Helicobacter pylori—often referred to as H. pylori—is a type of bacteria that sometimes appears in the gut. Inside and even outside the field of science, there's long been a debate: Is H. Pylori good or bad? But most medical professionals agree that H. Pylori can lead to major health problems if it's not kept in check. Research has shown that those can include stomach ulcers, as well as some cancers, such as stomach cancer, esophageal cancer, and even some types of lymphoma.
The good news is that science has just found an everyday supermarket find—that's right, cranberry juice—contains a compound that prevents certain bad bacteria from adhering to parts of the digestive system where, if the bacteria were to get out of control, it could lead to these major health problems.

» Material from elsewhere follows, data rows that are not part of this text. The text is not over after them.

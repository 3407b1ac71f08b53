//! A chaincode which counts its invocations and emits an event for each one.

use log::debug;

use crate::shim::{Chaincode, ChaincodeStub, Response};

/// State key holding the decimal invocation count.
pub const NUM_EVENTS: &str = "numEvents";

/// Prefix of every event name emitted by `EventSender`.
pub const EVENT_PREFIX: &str = "evtsender";

#[derive(Debug, Default, Clone, Copy)]
pub struct EventSender;

impl Chaincode for EventSender {
    fn init(&self, stub: &mut dyn ChaincodeStub) -> Response {
        debug!("init");
        match stub.put_state(NUM_EVENTS, b"0".to_vec()) {
            Ok(()) => Response::success(Vec::new()),
            Err(err) => Response::error(err.to_string()),
        }
    }

    fn invoke(&self, stub: &mut dyn ChaincodeStub) -> Response {
        debug!("invoke");
        let (function, args) = stub.function_and_parameters();
        if function != "invoke" {
            return Response::error("Unknown function call");
        }

        let name = args.first().cloned();
        match name.as_deref() {
            Some("invoke") => self.send_event(stub),
            Some("query") => self.query(stub),
            Some("clear") => self.clear(stub),
            _ => Response::error("Invalid invoke function name. Expecting \"invoke\" \"query\""),
        }
    }
}

impl EventSender {
    /// Bumps the counter and emits `evtsender<args[0]>` with payload
    /// `Event <old count><args[1]>`.
    fn send_event(&self, stub: &mut dyn ChaincodeStub) -> Response {
        debug!("invoke start");
        let (_, args) = stub.function_and_parameters();
        if args.len() != 2 {
            return Response::error("Incorrect number of arguments. Expecting 2");
        }
        let event_name = format!("{}{}", EVENT_PREFIX, args[0]);
        let suffix = args[1].clone();

        let stored = match stub.get_state(NUM_EVENTS) {
            Ok(stored) => stored.unwrap_or_default(),
            Err(_) => return Response::error("Failed to get state"),
        };
        let num_events = parse_count(&stored);

        let mut to_send = b"Event ".to_vec();
        to_send.extend_from_slice(&stored);
        to_send.extend_from_slice(suffix.as_bytes());

        debug!("invoke - numEvents: {}", num_events);
        debug!("invoke - tosend: {}", String::from_utf8_lossy(&to_send));
        debug!("invoke - eventName: {}", event_name);

        let next = match num_events.checked_add(1) {
            Some(next) => next,
            None => return Response::error("Counter overflow"),
        };
        if let Err(err) = stub.put_state(NUM_EVENTS, next.to_string().into_bytes()) {
            return Response::error(err.to_string());
        }
        if let Err(err) = stub.set_event(&event_name, to_send) {
            return Response::error(err.to_string());
        }
        Response::success(Vec::new())
    }

    fn clear(&self, stub: &mut dyn ChaincodeStub) -> Response {
        debug!("clear");
        match stub.put_state(NUM_EVENTS, b"0".to_vec()) {
            Ok(()) => Response::success(Vec::new()),
            Err(err) => Response::error(err.to_string()),
        }
    }

    fn query(&self, stub: &mut dyn ChaincodeStub) -> Response {
        debug!("query");
        match stub.get_state(NUM_EVENTS) {
            Ok(stored) => {
                let stored = stored.unwrap_or_default();
                debug!("query - numEvents: {}", parse_count(&stored));
                Response::success(stored)
            }
            Err(_) => Response::error("Failed to get state"),
        }
    }
}

/// Parses a stored count, treating anything that is not a decimal integer as
/// zero.
fn parse_count(stored: &[u8]) -> i64 {
    std::str::from_utf8(stored)
        .ok()
        .and_then(|s| s.parse().ok())
        .unwrap_or(0)
}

A study in China that's just been published in the Journal of Gastroenterology and Hepatology included 522 participants who'd tested positive for H. pylori infection. For eight weeks, 294 of those participants consumed varying amounts of cranberry juice coupled with an added boost of a polyphenol that's found in cranberries, proanthocyanidin (PAC), while the remaining 228 participants took a placebo: cranberry powders that contained an amount of PAC, minus cranberry juice.
Two weeks into the eight-week trial, two groups of participants saw the biggest drop in H. Pylori infection rates: The cranberry powders group, and those who consumed high levels of cranberry juice—480 milliliters containing 88 milliliters of PAC.
However, 45 days after the study finished, 75% of the participants who had received cranberry juice all tested negative for H. pylori.
Cranberry juice can be a beneficial supplement to the diet, according to the study's lead author, Kai-Feng Pan, MD, PhD, Key Laboratory of Carcinogenesis and Translational Research at the Department of Cancer Epidemiology, of Peking University Cancer Hospital & Institute: "While not alternatives to antibiotics, effective complementary strategies, like cranberry, that can contribute to managing H. pylori infections without negative side effects are highly desirable."
Last year, researchers in Israel found that cranberry juice's benefits in fighting H. pylori infection work similarly to the way cranberry juice fights urinary tract infections (which reportedly are caused by E. coli bacteria 80% to 90% of the time): Cranberries contain a compound commonly referred to as "condensed tannins," which surround these bad bacteria and prevent them from adhering to the digestive and urinary system.